Um banqueiro americano de nome Don Taylor disse certa vez que só conhece duas coisas que melhoram com o tempo: " vinho e juros compostos ". Pela vida das três pessoas citadas, creio que podemos acrescentar uma terceira: a sabedoria. Essa tese é reforçada pelo antropólogo francês Alexis Carrel no seu famoso livro “O homem perante a vida” quando diz que nossa existência é regida por três leis (ou instintos): conservação, propagação e ascese. No dia a dia, exercitamos claramente a conservação da vida, diante de qualquer objeto que ameaça cair sobre a gente, independentemente do tamanho, imediatamente cobrimos a cabeça com as mãos. Também somos compelidos a propagar a vida, sem temer ter filhos doentes, enfrentar um luto, etc. A ascese que é o crescimento espiritual é a mais interessante pois, simboliza a sabedoria. Sem ela, como vamos competir com os mais jovens?

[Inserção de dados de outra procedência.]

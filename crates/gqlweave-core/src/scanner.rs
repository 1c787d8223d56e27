//! Tree-sitter scanner for embedded query literals.
//!
//! A literal is a call whose callee identifier is bound by an import of a
//! configured literal function from a configured module, and whose only
//! argument is a template string without substitutions:
//!
//! ```ts
//! import { gql } from 'graphql-let';
//! const { data } = useQuery(gql(`query Viewer { viewer { id } }`));
//! ```
//!
//! ## Supported Languages
//!
//! - JavaScript (.js, .jsx, .mjs, .cjs)
//! - TypeScript (.ts, .mts, .cts)
//! - TSX (.tsx)

use std::collections::{HashMap, HashSet};
use std::path::Path;

use gqlweave_config::LiteralsConfig;
use thiserror::Error;
use tracing::{debug, warn};
use tree_sitter::{Language, Node, Parser, Query, QueryCursor, StreamingIterator};

use crate::rewriter::REFERENCE_PREFIX;

/// Query locating candidate literal calls, embedded at compile time.
const LITERAL_CALLS_QUERY: &str = include_str!("../queries/literal-calls.scm");

// ============================================================================
// Source Dialects
// ============================================================================

/// Source dialects the scanner can parse.
#[derive(Debug, Clone, Copy, PartialEq, Eq, Hash)]
pub enum SourceDialect {
    JavaScript,
    TypeScript,
    Tsx,
}

impl SourceDialect {
    /// Get the tree-sitter Language for this dialect.
    pub fn tree_sitter_language(&self) -> Language {
        match self {
            SourceDialect::JavaScript => tree_sitter_javascript::LANGUAGE.into(),
            SourceDialect::TypeScript => tree_sitter_typescript::LANGUAGE_TYPESCRIPT.into(),
            SourceDialect::Tsx => tree_sitter_typescript::LANGUAGE_TSX.into(),
        }
    }

    /// Detect dialect from file extension.
    pub fn from_extension(ext: &str) -> Option<Self> {
        match ext.to_lowercase().as_str() {
            "js" | "jsx" | "mjs" | "cjs" => Some(SourceDialect::JavaScript),
            "ts" | "mts" | "cts" => Some(SourceDialect::TypeScript),
            "tsx" => Some(SourceDialect::Tsx),
            _ => None,
        }
    }

    /// Detect dialect from file path.
    pub fn from_path(path: &Path) -> Option<Self> {
        path.extension()
            .and_then(|e| e.to_str())
            .and_then(Self::from_extension)
    }
}

// ============================================================================
// Scan Results
// ============================================================================

/// Byte range of a syntax node in the original source text.
///
/// Handles always refer to the text as scanned, so rewriting one handle
/// never invalidates another.
#[derive(Debug, Clone, Copy, PartialEq, Eq, Hash, PartialOrd, Ord)]
pub struct NodeHandle {
    pub start_byte: usize,
    pub end_byte: usize,
}

impl NodeHandle {
    fn of(node: &Node<'_>) -> Self {
        Self {
            start_byte: node.start_byte(),
            end_byte: node.end_byte(),
        }
    }

    /// Text covered by this handle.
    pub fn text<'a>(&self, source: &'a str) -> &'a str {
        &source[self.start_byte..self.end_byte]
    }
}

/// One recognized literal call.
#[derive(Debug, Clone, PartialEq, Eq)]
pub struct LiteralOccurrence {
    /// Raw text between the backticks
    pub literal: String,
    /// The whole call expression to replace
    pub call: NodeHandle,
}

/// A namespace import of a generated module left by an earlier rewrite:
///
/// ```ts
/// import * as V3f5a... from '../node_modules/.cache/gqlweave/proj-root/src/a.ts-3f5a...';
/// ```
#[derive(Debug, Clone, PartialEq, Eq)]
pub struct ReferenceImport {
    /// Fingerprint of the referenced literal
    pub hash: String,
    /// The import statement
    pub statement: NodeHandle,
}

/// Result of scanning one source file.
#[derive(Debug, Clone)]
pub struct ScannedSource {
    /// Source text the handles refer to
    pub text: String,
    /// Dialect the text was parsed as
    pub dialect: SourceDialect,
    /// Literal calls in source order
    pub occurrences: Vec<LiteralOccurrence>,
    /// Import statements that only bind literal functions
    pub literal_imports: Vec<NodeHandle>,
    /// Generated modules the source already imports
    pub reference_imports: Vec<ReferenceImport>,
}

impl ScannedSource {
    /// Whether the file contains no literal calls.
    pub fn is_empty(&self) -> bool {
        self.occurrences.is_empty()
    }

    /// Fingerprints of generated modules the source already imports.
    pub fn referenced_hashes(&self) -> impl Iterator<Item = &str> {
        self.reference_imports.iter().map(|r| r.hash.as_str())
    }
}

/// Errors that can occur while scanning.
#[derive(Debug, Error)]
pub enum ScanError {
    /// Unsupported file extension
    #[error("unsupported language for file: {0}")]
    UnsupportedLanguage(String),

    /// Failed to set language
    #[error("failed to set language: {0}")]
    LanguageSet(String),

    /// Failed to compile query
    #[error("failed to compile query: {0}")]
    QueryCompile(String),

    /// Failed to parse source code
    #[error("failed to parse source code")]
    ParseFailed,
}

// ============================================================================
// Literal Scanner
// ============================================================================

struct Grammar {
    parser: Parser,
    query: Query,
    callee_index: u32,
    literal_index: u32,
    call_index: u32,
}

impl Grammar {
    fn new(dialect: SourceDialect) -> Result<Self, ScanError> {
        let language = dialect.tree_sitter_language();
        let mut parser = Parser::new();
        parser
            .set_language(&language)
            .map_err(|e| ScanError::LanguageSet(e.to_string()))?;
        let query = Query::new(&language, LITERAL_CALLS_QUERY)
            .map_err(|e| ScanError::QueryCompile(format!("{:?}", e)))?;

        let index = |name: &str| {
            query
                .capture_index_for_name(name)
                .ok_or_else(|| ScanError::QueryCompile(format!("missing capture @{name}")))
        };
        let callee_index = index("callee")?;
        let literal_index = index("literal")?;
        let call_index = index("call")?;

        Ok(Self {
            parser,
            query,
            callee_index,
            literal_index,
            call_index,
        })
    }
}

/// Locates literal calls in JavaScript and TypeScript sources.
///
/// Parsers and compiled queries are created lazily per dialect and reused
/// across files.
pub struct LiteralScanner {
    modules: HashSet<String>,
    functions: HashSet<String>,
    grammars: HashMap<SourceDialect, Grammar>,
}

impl LiteralScanner {
    /// Create a scanner recognizing the configured literal functions.
    pub fn new(config: &LiteralsConfig) -> Self {
        Self {
            modules: config.modules.iter().cloned().collect(),
            functions: config.functions.iter().cloned().collect(),
            grammars: HashMap::new(),
        }
    }

    /// Scan a source file. The dialect is taken from `path`'s extension.
    pub fn scan(&mut self, path: &Path, text: String) -> Result<ScannedSource, ScanError> {
        let dialect = SourceDialect::from_path(path)
            .ok_or_else(|| ScanError::UnsupportedLanguage(path.display().to_string()))?;
        self.scan_as(dialect, text)
    }

    /// Scan source text as the given dialect.
    pub fn scan_as(
        &mut self,
        dialect: SourceDialect,
        text: String,
    ) -> Result<ScannedSource, ScanError> {
        let grammar = match self.grammars.entry(dialect) {
            std::collections::hash_map::Entry::Occupied(entry) => entry.into_mut(),
            std::collections::hash_map::Entry::Vacant(entry) => entry.insert(Grammar::new(dialect)?),
        };

        let tree = grammar
            .parser
            .parse(&text, None)
            .ok_or(ScanError::ParseFailed)?;
        let root = tree.root_node();
        if root.has_error() {
            warn!("Source has syntax errors; scanning recoverable nodes only");
        }

        let source = text.as_bytes();
        let (bindings, literal_imports) =
            collect_literal_imports(&root, source, &self.modules, &self.functions);
        let reference_imports = collect_reference_imports(&root, source);

        let mut occurrences = Vec::new();
        if !bindings.is_empty() {
            let mut cursor = QueryCursor::new();
            let mut matches = cursor.matches(&grammar.query, root, source);
            while let Some(match_) = matches.next() {
                let mut callee = None;
                let mut literal = None;
                let mut call = None;
                for capture in match_.captures {
                    if capture.index == grammar.callee_index {
                        callee = Some(capture.node);
                    } else if capture.index == grammar.literal_index {
                        literal = Some(capture.node);
                    } else if capture.index == grammar.call_index {
                        call = Some(capture.node);
                    }
                }
                let (Some(callee), Some(literal), Some(call)) = (callee, literal, call) else {
                    continue;
                };

                let name = callee.utf8_text(source).unwrap_or("");
                if !bindings.contains(name) {
                    continue;
                }
                if has_substitution(&literal) {
                    debug!(
                        "Skipping {}() call at byte {} with template substitutions",
                        name,
                        call.start_byte()
                    );
                    continue;
                }

                let inner = &text[literal.start_byte() + 1..literal.end_byte() - 1];
                occurrences.push(LiteralOccurrence {
                    literal: inner.to_string(),
                    call: NodeHandle::of(&call),
                });
            }
        }

        occurrences.sort_by_key(|o| o.call);
        occurrences.dedup_by_key(|o| o.call);

        Ok(ScannedSource {
            text,
            dialect,
            occurrences,
            literal_imports,
            reference_imports,
        })
    }
}

/// Find local names bound to literal functions, and import statements that
/// bind nothing else.
fn collect_literal_imports(
    root: &Node<'_>,
    source: &[u8],
    modules: &HashSet<String>,
    functions: &HashSet<String>,
) -> (HashSet<String>, Vec<NodeHandle>) {
    let mut bindings = HashSet::new();
    let mut removable = Vec::new();

    let mut cursor = root.walk();
    for statement in root.named_children(&mut cursor) {
        if statement.kind() != "import_statement" {
            continue;
        }
        let Some(module) = statement
            .child_by_field_name("source")
            .and_then(|s| s.utf8_text(source).ok())
            .map(unquote)
        else {
            continue;
        };
        if !modules.contains(module) {
            continue;
        }

        let mut recognized = 0usize;
        let mut other = 0usize;
        let mut clause_cursor = statement.walk();
        for clause in statement.named_children(&mut clause_cursor) {
            if clause.kind() != "import_clause" {
                continue;
            }
            let mut part_cursor = clause.walk();
            for part in clause.named_children(&mut part_cursor) {
                if part.kind() != "named_imports" {
                    other += 1;
                    continue;
                }
                let mut spec_cursor = part.walk();
                for specifier in part.named_children(&mut spec_cursor) {
                    if specifier.kind() != "import_specifier" {
                        continue;
                    }
                    let imported = specifier
                        .child_by_field_name("name")
                        .and_then(|n| n.utf8_text(source).ok())
                        .map(unquote)
                        .unwrap_or("");
                    let local = specifier
                        .child_by_field_name("alias")
                        .and_then(|n| n.utf8_text(source).ok())
                        .unwrap_or(imported);

                    if functions.contains(imported) {
                        bindings.insert(local.to_string());
                        recognized += 1;
                    } else {
                        other += 1;
                    }
                }
            }
        }

        if recognized > 0 && other == 0 {
            removable.push(NodeHandle::of(&statement));
        }
    }

    (bindings, removable)
}

/// Find `import * as V<hash> from '...-<hash>'` statements.
fn collect_reference_imports(root: &Node<'_>, source: &[u8]) -> Vec<ReferenceImport> {
    let mut references = Vec::new();

    let mut cursor = root.walk();
    for statement in root.named_children(&mut cursor) {
        if statement.kind() != "import_statement" {
            continue;
        }
        let Some(specifier) = statement
            .child_by_field_name("source")
            .and_then(|s| s.utf8_text(source).ok())
            .map(unquote)
        else {
            continue;
        };

        let mut clause_cursor = statement.walk();
        let clauses: Vec<Node<'_>> = statement
            .named_children(&mut clause_cursor)
            .filter(|n| n.kind() == "import_clause")
            .collect();
        let [clause] = clauses.as_slice() else {
            continue;
        };
        if clause.named_child_count() != 1 {
            continue;
        }
        let Some(namespace) = clause.named_child(0).filter(|n| n.kind() == "namespace_import")
        else {
            continue;
        };
        let Some(ident) = namespace
            .named_child(0)
            .and_then(|n| n.utf8_text(source).ok())
        else {
            continue;
        };

        if let Some(hash) = reference_hash(ident, specifier) {
            references.push(ReferenceImport {
                hash: hash.to_string(),
                statement: NodeHandle::of(&statement),
            });
        }
    }

    references
}

/// The fingerprint named by a reference identifier, when its specifier
/// points at the matching generated module.
fn reference_hash<'a>(ident: &'a str, specifier: &str) -> Option<&'a str> {
    let hash = ident.strip_prefix(REFERENCE_PREFIX)?;
    let well_formed = !hash.is_empty() && hash.bytes().all(|b| b.is_ascii_hexdigit());
    let matches_module = specifier
        .strip_suffix(hash)
        .is_some_and(|rest| rest.ends_with('-'));
    (well_formed && matches_module).then_some(hash)
}

fn has_substitution(template: &Node<'_>) -> bool {
    let mut cursor = template.walk();
    let found = template
        .named_children(&mut cursor)
        .any(|child| child.kind() == "template_substitution");
    found
}

fn unquote(text: &str) -> &str {
    text.trim_matches(|c| c == '\'' || c == '"')
}

// ============================================================================
// Tests
// ============================================================================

Assim, podemos rejeitar definitivamente o provérbio latino “Senectus et morbus” (a velhice é doença). A Velhice, essencialmente, só acontece quando faltam projetos, quando se vão os sonhos ou quando se perdem as esperanças. Em um encontro casual com um senhor já idoso, mineiro tipicamente do interior, ao elogiar sua disposição, disse-me ele: “O velho é tão bom quanto pau de candeia, só solta a casca.” É importante também compreendermos melhor Guimarães Rosa no seu livro “Grande sertão: veredas” quando disse, noutro contexto, “viver é perigoso”. Ele apenas quis dizer dos desafios inexoráveis a que estamos sujeitos, sobretudo, na velhice. Portanto, a vida é uma dádiva que recebemos e nos cumpre preservá-la.